Un conflit parmi les Saints
Nous sommes nombreux, et pas seulement en Italie, à avoir été profondément touchés par le conflit qui a récemment eu lieu à Bosè, car nous sommes nombreux à avoir visité ce lieu prophétique, ou seulement à avoir lu des textes lumineux d’Enzo Bianchi, de sorte que leur épreuve est aussi la nôtre.
La tentation serait alors de chercher à prendre parti, au risque d’alimenter la blessure par des commentaires déplacés, des interventions dans les milieux sociaux ou autrement.
Je crois que l’attitude juste nous est dictée par ce qui nous vient justement de Bosè : l’écoute de la Parole de Dieu. Or le Nouveau Testament ne nous cache pas les conflits graves, et donc douloureux pour les personnes, qui ont traversé la vie de la première communauté. Entre Jérusalem et Antioche, rien n’a été facile : un premier conflit a été réglé à ce qu’on a appelé le Concile de Jérusalem (Act. 15) sur la question de la circoncision. Mais il a rebondi quelques temps plus tard à Antioche, à propos de l’admission des païens convertis aux repas de la communauté judéo-chrétienne : et là, Pierre a pris une position restrictive contre laquelle Paul s’et violemment élevé, sans succès semble-t-il. Barnabé, si proche de Paul, inclinait, dans ce cas à penser comme Pierre (Gal. 1, 15,36). Un peu plus tard, Paul et Barnabé ont voulu repartir en mission ensemble, mais ils n’ont pas pu se mettre d’accord sur la participation de Jean-Marc au voyage : « leur désaccord s’aggrava tellement qu’ils partirent chacun de leur côté » (Act. 15,36)… Derrière ces notices, que de discussions, de paroles percutantes, d’efforts infructueux pour s’accorder, – et tout cela non pas entre d’affreux pécheurs, mais entre les tout premiers apôtres, dont les uns avaient connu personnellement le Christ, lui qui dans sa Gloire était apparu à l’autre !

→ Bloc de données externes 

pub mod error;
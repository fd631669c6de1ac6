// src/models/dashboard.rs

use rust_decimal::Decimal;
use serde::Serialize;
use sqlx::FromRow;

// Projeções de leitura para o painel. Nenhuma regra de negócio aqui.

#[derive(Debug, Clone, Serialize, FromRow)]
#[serde(rename_all = "camelCase")]
pub struct MonthlyIncomeEntry {
    pub month: String,
    pub total: Decimal,
}

#[derive(Debug, Clone, Serialize, FromRow)]
#[serde(rename_all = "camelCase")]
pub struct MonthlyExpenseEntry {
    pub month: String,
    pub total: Decimal,
}

#[derive(Debug, Clone, Serialize, FromRow)]
#[serde(rename_all = "camelCase")]
pub struct OccupancySummary {
    pub total_rooms: i64,
    pub occupied: i64,
    pub available: i64,
    pub unpaid_bills: i64,
}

Quant au destin ultime de Pierre et Paul, il n’a rien de glorieux. Pierre disparaît des Actes après sa libération de prison. On nous dit qu’il « partit pour une autre destination » (Act. 12,17), mais les exégètes peinent à dite laquelle ; la tradition nous dit qu’il est mort martyr à Rome. Paul, de son côté, prévoyait d’aller porter l’Evangile en Espagne et de séjourner à Rome durant le voyage (Rom.15,28). Or, à son dernier passage à Jérusalem, il a été arrêté, puis tenu en prison à Césarée pendant deux ans. A Rome, il est bien allé, mais comme prisonnier. Il ne semble pas y avoir eu tellement de succès ; en tous cas, il y était interné dans une pièce et ne pouvait s’adresser qu’à ceux qui venaient à lui (Act. 28,30). Cela a duré deux ans, mais on ne nous dit rien sur sa fin. Ainsi, que ce soit Pierre ou Paul, leur vie parsemée d’épreuves (et celles qui viennent du dedans sont plus dures à supporter que celles qui viennent du dehors) se termine dans la solitude et l’obscurité. Et pourtant, que de lumières sont venues à l’Eglise de leurs destins contrariés.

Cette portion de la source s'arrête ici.